Your instructions: Starting at the first line of the data below, repeat each line word for word up to and including the line with "fn from(error: std::io::Error)".

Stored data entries
-=-=-

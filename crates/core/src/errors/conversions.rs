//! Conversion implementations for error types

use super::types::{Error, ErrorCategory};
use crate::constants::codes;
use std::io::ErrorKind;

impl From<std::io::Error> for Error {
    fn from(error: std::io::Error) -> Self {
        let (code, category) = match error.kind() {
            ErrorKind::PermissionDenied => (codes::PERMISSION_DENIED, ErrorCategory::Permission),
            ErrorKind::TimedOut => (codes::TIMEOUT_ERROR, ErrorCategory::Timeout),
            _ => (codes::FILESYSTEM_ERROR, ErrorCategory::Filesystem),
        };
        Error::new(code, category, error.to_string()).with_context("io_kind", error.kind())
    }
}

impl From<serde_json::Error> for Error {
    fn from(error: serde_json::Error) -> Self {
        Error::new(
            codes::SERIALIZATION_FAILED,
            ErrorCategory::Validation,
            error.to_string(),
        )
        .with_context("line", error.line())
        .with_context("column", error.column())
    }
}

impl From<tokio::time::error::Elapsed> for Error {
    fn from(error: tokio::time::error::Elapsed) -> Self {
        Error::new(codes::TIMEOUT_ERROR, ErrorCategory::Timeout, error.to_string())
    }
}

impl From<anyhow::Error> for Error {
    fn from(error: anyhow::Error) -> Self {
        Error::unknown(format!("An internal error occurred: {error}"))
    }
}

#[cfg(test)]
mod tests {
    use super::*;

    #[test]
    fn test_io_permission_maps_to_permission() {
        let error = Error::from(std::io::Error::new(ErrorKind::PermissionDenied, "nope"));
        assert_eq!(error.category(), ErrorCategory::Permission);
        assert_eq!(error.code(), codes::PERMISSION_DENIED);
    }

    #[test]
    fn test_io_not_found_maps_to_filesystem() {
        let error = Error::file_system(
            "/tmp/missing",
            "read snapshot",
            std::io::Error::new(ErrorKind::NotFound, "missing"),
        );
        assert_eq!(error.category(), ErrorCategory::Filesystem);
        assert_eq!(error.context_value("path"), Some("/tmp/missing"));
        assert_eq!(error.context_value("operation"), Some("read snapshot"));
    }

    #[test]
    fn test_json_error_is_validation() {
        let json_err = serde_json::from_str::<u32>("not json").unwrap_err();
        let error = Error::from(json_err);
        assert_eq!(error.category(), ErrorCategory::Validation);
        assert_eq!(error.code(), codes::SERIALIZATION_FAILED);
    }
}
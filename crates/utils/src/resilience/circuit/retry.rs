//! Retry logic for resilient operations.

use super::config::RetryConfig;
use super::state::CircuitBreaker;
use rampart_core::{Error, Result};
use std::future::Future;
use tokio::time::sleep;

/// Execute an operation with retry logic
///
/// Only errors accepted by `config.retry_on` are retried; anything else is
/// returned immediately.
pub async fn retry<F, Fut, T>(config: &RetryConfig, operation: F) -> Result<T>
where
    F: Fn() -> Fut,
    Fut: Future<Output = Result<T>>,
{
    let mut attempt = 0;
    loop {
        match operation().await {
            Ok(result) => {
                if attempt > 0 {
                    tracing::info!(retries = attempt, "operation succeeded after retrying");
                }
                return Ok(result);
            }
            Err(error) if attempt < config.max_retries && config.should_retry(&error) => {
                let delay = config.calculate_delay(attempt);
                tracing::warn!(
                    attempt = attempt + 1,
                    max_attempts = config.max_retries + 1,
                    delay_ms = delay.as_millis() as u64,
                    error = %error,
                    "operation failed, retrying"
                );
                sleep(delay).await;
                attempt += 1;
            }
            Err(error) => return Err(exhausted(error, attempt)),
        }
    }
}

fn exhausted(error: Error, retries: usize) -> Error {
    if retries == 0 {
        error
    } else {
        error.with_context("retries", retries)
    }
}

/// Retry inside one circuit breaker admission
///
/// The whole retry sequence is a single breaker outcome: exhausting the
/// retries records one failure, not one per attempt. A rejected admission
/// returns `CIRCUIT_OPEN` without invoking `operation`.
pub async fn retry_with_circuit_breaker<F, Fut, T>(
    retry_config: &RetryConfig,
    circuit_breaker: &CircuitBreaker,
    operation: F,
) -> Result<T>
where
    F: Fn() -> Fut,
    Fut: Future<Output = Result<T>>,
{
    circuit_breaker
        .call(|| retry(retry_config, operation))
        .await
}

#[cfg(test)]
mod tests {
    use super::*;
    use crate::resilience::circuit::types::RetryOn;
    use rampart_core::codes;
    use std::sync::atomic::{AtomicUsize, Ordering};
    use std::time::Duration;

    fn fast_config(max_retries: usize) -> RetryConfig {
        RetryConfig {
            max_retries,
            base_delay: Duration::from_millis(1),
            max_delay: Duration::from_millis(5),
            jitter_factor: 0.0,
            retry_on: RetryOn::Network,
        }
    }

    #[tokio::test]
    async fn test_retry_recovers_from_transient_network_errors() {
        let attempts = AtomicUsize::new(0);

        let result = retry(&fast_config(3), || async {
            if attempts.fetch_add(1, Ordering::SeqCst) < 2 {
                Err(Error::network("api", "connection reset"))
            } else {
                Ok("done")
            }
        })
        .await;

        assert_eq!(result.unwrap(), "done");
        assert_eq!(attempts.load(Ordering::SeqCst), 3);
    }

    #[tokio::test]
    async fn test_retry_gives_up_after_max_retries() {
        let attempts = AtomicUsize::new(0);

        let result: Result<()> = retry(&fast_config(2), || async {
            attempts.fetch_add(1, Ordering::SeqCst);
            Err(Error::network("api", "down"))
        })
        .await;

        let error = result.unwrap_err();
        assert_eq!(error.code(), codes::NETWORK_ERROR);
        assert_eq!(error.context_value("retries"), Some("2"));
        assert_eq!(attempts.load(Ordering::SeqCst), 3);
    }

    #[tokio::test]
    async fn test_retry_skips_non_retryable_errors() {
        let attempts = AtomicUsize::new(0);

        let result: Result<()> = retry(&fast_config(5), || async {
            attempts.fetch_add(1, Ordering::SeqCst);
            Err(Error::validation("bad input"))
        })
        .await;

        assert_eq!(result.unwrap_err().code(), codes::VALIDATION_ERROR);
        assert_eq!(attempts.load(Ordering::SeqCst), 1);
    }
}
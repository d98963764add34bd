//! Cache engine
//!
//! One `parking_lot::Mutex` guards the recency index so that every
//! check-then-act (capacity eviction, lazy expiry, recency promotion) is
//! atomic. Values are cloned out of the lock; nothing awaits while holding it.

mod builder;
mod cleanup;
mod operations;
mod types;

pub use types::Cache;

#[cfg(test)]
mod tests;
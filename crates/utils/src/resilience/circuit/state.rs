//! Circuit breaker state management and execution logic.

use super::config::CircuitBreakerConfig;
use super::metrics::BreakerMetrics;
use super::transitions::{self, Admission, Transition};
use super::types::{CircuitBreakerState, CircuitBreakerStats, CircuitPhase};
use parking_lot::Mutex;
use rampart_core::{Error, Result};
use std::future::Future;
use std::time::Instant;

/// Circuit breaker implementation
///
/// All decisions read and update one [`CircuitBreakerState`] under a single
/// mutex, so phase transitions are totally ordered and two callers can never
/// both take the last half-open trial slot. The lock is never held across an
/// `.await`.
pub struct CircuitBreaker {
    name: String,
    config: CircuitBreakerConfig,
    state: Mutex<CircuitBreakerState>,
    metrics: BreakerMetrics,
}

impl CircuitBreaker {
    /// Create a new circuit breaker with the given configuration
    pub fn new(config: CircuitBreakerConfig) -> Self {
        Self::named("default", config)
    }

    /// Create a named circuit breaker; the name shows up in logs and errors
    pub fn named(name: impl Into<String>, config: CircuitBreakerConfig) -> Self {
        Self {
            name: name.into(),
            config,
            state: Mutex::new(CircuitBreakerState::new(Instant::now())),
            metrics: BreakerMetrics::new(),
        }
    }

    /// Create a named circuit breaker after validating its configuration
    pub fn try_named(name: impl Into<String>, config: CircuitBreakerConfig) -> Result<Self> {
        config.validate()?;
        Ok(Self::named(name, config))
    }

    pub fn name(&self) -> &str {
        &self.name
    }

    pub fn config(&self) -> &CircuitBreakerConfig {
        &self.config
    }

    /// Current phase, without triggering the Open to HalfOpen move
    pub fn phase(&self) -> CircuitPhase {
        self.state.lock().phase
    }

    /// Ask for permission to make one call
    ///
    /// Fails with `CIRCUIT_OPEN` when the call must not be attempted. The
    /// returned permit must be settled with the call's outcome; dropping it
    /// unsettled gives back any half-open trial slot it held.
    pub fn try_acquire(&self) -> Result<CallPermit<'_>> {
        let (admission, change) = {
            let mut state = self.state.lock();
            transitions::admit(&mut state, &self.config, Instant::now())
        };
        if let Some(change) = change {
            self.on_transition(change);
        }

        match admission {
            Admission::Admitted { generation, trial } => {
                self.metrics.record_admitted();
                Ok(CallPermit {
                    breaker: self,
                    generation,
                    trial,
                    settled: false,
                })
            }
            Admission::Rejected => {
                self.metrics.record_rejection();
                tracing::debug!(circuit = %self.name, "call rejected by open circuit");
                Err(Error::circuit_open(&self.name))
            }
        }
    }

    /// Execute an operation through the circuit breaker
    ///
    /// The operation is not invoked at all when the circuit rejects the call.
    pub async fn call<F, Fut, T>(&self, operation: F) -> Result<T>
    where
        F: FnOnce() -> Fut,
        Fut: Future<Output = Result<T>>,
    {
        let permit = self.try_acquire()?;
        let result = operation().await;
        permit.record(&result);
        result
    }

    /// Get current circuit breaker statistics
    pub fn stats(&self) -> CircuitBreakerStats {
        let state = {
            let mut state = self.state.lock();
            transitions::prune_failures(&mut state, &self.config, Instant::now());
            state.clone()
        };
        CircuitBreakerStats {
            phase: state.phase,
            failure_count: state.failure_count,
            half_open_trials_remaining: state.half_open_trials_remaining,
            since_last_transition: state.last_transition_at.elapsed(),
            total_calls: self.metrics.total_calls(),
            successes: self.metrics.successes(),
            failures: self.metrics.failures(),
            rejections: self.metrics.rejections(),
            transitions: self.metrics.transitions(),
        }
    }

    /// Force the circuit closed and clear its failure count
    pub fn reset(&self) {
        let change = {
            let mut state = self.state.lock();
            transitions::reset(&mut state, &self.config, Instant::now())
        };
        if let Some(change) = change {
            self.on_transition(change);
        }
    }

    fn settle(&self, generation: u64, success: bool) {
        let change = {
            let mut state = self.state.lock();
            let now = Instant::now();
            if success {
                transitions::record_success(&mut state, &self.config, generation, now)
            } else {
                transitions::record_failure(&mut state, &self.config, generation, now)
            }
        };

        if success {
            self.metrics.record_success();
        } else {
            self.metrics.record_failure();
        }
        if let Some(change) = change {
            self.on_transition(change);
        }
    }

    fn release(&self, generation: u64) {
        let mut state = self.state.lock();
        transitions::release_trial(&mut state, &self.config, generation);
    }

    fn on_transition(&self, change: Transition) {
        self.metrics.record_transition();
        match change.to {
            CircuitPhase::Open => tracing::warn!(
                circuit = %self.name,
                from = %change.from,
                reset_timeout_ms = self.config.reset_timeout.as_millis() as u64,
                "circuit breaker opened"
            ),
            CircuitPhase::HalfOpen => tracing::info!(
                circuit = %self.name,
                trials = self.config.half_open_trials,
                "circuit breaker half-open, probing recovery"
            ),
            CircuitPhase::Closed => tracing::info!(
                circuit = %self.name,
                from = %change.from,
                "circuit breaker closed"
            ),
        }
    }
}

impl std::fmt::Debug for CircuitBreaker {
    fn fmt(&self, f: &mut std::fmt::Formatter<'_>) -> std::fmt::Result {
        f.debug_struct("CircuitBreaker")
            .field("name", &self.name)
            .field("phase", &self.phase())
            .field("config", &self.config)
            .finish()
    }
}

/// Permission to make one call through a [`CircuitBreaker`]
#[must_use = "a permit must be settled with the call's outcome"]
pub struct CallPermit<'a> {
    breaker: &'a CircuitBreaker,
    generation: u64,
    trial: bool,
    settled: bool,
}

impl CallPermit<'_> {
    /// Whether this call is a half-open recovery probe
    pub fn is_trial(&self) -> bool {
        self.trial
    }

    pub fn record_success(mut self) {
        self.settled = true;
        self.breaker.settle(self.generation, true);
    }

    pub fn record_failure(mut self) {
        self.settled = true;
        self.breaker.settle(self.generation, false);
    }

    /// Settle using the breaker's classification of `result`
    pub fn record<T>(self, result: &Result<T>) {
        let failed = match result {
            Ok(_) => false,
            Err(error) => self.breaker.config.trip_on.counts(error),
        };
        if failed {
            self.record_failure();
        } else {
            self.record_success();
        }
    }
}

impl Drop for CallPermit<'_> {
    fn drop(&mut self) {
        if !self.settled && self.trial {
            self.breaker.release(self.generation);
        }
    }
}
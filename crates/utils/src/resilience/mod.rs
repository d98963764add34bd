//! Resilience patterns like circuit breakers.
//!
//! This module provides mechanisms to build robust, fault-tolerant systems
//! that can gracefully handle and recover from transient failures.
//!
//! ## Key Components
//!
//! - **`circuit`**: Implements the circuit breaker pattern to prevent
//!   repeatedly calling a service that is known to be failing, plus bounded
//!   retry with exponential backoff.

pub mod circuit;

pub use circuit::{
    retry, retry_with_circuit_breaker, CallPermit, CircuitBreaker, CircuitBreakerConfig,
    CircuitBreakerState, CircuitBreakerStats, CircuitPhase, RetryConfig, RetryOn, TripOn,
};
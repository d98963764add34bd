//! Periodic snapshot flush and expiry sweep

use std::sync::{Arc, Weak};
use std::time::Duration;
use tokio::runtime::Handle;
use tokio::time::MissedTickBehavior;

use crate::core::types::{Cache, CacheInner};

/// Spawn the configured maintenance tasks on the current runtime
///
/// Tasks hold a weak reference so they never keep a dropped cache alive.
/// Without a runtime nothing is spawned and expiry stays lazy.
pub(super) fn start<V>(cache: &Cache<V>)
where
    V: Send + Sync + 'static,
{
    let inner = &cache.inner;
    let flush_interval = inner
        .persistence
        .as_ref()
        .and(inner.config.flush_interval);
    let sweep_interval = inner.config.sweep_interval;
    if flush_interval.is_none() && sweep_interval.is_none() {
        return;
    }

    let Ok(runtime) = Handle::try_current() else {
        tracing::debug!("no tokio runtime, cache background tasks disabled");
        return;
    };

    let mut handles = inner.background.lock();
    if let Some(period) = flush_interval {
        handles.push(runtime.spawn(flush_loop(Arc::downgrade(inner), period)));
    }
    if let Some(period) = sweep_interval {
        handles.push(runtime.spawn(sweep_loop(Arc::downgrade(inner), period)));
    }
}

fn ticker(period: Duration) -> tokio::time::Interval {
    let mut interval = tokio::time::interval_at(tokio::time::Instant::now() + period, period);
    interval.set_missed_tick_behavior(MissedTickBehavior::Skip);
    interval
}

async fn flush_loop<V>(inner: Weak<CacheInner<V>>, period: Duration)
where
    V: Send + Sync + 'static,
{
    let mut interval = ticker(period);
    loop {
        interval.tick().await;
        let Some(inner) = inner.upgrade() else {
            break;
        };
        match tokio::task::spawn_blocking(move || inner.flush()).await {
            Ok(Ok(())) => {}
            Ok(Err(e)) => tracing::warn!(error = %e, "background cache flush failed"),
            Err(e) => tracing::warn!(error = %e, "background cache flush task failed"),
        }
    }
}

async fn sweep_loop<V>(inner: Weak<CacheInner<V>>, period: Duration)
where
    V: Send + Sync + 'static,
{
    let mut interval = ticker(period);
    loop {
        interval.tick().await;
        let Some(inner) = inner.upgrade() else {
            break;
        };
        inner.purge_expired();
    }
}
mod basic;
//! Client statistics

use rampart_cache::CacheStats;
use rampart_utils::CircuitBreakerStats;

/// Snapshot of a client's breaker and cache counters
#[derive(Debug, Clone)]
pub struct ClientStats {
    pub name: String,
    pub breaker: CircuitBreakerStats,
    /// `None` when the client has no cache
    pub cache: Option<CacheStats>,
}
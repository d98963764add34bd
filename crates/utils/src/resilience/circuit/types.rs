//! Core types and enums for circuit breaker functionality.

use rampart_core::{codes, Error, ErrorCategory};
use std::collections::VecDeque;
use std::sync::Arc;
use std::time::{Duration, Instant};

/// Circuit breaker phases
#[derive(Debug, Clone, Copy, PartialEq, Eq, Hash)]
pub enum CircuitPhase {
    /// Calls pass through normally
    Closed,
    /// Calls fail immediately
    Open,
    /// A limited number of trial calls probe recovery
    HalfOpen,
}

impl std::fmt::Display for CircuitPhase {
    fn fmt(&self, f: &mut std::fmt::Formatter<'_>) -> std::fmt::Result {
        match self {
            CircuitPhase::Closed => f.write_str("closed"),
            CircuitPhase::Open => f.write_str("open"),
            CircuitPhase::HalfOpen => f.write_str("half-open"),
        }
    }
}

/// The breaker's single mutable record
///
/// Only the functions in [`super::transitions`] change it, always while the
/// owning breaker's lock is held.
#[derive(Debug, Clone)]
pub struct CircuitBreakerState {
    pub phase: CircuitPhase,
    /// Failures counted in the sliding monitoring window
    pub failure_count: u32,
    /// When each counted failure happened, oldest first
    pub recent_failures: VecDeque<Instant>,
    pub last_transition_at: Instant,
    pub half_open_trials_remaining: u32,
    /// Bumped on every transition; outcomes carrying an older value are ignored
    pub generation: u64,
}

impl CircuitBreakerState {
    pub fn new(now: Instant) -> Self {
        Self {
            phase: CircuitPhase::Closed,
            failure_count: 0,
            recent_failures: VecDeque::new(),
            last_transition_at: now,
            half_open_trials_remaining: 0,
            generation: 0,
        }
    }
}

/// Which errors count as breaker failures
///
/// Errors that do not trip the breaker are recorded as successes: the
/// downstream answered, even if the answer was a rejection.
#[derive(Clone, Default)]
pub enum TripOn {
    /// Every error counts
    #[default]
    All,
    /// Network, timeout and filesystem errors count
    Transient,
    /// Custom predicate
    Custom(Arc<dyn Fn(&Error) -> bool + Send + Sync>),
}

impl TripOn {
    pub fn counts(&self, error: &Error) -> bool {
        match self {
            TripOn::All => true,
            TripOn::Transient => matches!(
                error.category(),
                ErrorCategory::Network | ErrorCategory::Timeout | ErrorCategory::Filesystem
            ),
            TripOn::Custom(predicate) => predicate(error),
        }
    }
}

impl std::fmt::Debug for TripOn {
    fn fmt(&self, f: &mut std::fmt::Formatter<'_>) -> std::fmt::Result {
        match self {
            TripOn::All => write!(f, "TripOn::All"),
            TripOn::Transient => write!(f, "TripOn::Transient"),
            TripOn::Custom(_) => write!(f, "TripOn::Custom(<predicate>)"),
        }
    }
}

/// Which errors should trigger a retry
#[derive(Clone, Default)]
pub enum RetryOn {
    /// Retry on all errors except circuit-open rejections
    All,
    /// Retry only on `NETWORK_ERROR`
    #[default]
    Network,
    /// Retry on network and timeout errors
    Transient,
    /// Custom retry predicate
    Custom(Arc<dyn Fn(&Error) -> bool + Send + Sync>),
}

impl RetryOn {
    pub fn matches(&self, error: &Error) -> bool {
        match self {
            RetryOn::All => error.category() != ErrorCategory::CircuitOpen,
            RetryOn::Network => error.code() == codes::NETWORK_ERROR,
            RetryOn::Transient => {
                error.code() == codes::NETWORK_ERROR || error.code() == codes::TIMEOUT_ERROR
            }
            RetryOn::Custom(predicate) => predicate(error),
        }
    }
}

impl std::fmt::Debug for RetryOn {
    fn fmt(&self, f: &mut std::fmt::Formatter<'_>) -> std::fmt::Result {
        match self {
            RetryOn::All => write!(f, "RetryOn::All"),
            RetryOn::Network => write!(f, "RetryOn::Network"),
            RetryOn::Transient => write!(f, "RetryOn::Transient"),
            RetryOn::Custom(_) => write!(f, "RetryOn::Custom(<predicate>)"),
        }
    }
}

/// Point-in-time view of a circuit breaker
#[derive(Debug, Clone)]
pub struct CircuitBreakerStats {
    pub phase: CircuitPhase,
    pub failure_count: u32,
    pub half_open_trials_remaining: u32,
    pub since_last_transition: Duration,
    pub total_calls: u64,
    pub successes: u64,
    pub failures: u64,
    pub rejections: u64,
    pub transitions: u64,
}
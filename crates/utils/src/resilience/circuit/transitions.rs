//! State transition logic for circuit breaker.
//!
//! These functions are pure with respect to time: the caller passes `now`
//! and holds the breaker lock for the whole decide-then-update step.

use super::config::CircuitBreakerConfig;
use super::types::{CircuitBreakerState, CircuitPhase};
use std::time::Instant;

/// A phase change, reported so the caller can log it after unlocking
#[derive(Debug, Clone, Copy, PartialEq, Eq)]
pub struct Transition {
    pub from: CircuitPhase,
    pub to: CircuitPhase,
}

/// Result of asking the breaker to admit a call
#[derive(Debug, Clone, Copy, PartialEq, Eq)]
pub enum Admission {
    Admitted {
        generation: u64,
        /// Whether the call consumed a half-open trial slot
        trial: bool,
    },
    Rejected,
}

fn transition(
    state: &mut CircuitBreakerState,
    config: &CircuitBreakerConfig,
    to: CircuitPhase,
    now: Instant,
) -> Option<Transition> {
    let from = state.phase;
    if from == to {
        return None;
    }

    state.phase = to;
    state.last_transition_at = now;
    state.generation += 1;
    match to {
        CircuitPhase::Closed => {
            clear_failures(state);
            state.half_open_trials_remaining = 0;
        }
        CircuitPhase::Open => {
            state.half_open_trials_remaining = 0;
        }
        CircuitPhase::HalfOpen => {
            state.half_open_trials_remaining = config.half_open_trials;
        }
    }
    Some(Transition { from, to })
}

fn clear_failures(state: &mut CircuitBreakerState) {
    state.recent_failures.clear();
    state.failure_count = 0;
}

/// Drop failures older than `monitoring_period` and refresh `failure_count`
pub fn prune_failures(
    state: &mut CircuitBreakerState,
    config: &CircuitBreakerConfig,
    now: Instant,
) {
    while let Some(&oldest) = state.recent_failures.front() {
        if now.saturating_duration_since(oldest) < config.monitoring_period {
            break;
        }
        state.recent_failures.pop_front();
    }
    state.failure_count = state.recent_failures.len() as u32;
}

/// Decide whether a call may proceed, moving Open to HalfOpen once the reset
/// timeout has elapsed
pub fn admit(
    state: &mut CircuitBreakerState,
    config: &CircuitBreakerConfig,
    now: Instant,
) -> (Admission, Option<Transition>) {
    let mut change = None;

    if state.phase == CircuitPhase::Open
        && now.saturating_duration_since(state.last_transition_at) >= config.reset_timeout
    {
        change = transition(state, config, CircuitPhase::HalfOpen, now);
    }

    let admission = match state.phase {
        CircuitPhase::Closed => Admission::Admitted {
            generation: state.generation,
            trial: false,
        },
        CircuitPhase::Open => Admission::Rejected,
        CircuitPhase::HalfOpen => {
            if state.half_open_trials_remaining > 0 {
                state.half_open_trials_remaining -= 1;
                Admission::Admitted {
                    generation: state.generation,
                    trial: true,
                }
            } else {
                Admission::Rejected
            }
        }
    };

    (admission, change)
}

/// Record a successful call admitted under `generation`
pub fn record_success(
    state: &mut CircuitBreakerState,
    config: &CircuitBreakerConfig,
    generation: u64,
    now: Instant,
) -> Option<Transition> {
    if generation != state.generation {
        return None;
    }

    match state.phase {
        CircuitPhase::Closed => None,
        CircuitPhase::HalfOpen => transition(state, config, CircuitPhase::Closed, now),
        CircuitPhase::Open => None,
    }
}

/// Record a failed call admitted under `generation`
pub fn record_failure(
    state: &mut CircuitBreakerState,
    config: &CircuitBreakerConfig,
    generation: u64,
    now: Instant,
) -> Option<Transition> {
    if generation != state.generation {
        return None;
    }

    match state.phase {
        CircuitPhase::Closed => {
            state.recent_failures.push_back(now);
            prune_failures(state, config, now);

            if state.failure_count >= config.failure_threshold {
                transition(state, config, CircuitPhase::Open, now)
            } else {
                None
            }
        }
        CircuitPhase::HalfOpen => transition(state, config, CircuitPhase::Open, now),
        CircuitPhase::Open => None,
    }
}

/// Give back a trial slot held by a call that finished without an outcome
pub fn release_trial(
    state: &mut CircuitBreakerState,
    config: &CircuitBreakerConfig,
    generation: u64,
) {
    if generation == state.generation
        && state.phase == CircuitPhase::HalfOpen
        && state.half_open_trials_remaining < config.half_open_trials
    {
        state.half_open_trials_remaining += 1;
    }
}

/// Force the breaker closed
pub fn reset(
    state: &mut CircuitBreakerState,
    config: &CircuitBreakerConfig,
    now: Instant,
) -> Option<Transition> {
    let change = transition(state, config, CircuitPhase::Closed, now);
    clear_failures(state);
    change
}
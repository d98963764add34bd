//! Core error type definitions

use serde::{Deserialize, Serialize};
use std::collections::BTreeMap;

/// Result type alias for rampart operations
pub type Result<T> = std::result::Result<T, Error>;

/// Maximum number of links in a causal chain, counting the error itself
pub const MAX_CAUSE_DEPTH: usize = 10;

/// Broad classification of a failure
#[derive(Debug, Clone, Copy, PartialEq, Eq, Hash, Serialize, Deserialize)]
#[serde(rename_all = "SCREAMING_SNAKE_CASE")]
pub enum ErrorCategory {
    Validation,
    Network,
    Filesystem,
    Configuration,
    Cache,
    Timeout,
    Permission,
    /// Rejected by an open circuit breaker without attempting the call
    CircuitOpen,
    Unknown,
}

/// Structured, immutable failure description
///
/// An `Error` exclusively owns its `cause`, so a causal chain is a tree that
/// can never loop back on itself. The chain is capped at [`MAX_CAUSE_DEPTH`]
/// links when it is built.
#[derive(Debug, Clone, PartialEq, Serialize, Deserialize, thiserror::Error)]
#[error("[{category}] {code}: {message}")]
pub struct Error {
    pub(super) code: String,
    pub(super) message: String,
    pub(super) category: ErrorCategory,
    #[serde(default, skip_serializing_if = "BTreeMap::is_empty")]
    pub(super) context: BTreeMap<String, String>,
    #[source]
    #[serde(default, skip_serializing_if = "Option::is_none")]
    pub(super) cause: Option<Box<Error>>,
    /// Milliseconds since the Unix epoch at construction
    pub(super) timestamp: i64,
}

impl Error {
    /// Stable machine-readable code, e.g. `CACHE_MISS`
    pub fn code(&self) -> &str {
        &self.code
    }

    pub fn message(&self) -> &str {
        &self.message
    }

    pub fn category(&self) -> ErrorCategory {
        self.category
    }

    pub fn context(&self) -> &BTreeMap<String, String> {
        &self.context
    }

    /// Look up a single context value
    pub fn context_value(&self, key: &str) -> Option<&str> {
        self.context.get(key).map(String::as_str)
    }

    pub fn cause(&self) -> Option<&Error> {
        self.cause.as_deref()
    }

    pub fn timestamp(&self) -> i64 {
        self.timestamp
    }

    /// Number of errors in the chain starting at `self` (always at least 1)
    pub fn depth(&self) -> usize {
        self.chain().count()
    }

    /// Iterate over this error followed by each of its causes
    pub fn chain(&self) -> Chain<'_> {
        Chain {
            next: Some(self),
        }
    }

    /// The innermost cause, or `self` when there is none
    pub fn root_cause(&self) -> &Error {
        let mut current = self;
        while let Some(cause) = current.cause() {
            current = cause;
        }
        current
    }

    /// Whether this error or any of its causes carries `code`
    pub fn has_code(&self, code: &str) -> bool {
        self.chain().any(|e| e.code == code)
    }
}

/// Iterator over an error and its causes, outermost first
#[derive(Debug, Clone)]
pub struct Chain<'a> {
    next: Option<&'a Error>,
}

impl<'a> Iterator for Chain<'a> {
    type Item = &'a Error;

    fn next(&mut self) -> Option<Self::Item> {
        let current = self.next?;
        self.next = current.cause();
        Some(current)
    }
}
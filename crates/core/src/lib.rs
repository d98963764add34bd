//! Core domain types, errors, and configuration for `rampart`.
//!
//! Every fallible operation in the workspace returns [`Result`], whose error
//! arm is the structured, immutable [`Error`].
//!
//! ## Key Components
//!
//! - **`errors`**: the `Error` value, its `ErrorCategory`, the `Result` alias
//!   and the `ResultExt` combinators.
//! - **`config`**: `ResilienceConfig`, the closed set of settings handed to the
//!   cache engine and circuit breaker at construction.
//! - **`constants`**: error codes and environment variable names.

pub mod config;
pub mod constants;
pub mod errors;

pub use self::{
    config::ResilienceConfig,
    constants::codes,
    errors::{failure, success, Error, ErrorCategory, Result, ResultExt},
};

-=-=-

Answer space:
filename crates/core/src/errors/conversions.rs
//! Conversion implementations for error types

use super::types::{Error, ErrorCategory};
use crate::constants::codes;
use std::io::ErrorKind;

impl From<std::io::Error> for Error {
    fn from(error: std::io::Error) -> Self {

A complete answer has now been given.